## ABOUT THIS TASK
Below are the entries; count the lines in them that contain the word "serde" and give only the number.

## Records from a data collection
_____

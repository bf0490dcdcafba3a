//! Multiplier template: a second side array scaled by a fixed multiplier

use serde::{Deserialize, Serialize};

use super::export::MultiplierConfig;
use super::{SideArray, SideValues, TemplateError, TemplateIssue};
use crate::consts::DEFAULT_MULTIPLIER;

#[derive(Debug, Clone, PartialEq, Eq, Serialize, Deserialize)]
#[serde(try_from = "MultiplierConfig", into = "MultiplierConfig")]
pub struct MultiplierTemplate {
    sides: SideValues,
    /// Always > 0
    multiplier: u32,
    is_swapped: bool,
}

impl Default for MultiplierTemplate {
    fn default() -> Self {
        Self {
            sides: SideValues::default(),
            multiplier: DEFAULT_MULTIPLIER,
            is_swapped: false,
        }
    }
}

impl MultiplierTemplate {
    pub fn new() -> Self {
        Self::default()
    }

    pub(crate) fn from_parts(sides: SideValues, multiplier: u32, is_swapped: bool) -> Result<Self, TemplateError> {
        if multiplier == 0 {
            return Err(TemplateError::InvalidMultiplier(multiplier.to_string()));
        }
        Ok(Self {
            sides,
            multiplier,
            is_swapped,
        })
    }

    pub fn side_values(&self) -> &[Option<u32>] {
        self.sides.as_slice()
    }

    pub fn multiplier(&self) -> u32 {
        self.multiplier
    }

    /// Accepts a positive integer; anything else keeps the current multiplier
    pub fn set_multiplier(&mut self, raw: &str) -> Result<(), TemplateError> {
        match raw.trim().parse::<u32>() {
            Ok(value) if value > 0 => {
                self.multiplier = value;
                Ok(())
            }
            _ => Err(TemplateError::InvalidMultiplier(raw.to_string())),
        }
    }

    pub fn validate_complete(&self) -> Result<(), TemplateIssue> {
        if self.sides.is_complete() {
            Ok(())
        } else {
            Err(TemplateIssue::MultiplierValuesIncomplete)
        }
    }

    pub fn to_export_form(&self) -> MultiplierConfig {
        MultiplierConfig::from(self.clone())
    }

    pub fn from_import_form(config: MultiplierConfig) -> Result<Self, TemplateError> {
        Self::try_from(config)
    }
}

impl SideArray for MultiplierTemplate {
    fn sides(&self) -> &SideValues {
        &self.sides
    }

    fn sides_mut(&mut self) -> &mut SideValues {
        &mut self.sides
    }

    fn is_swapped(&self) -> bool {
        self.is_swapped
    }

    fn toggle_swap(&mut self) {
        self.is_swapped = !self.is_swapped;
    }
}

_____

## COMPLETED TASK
2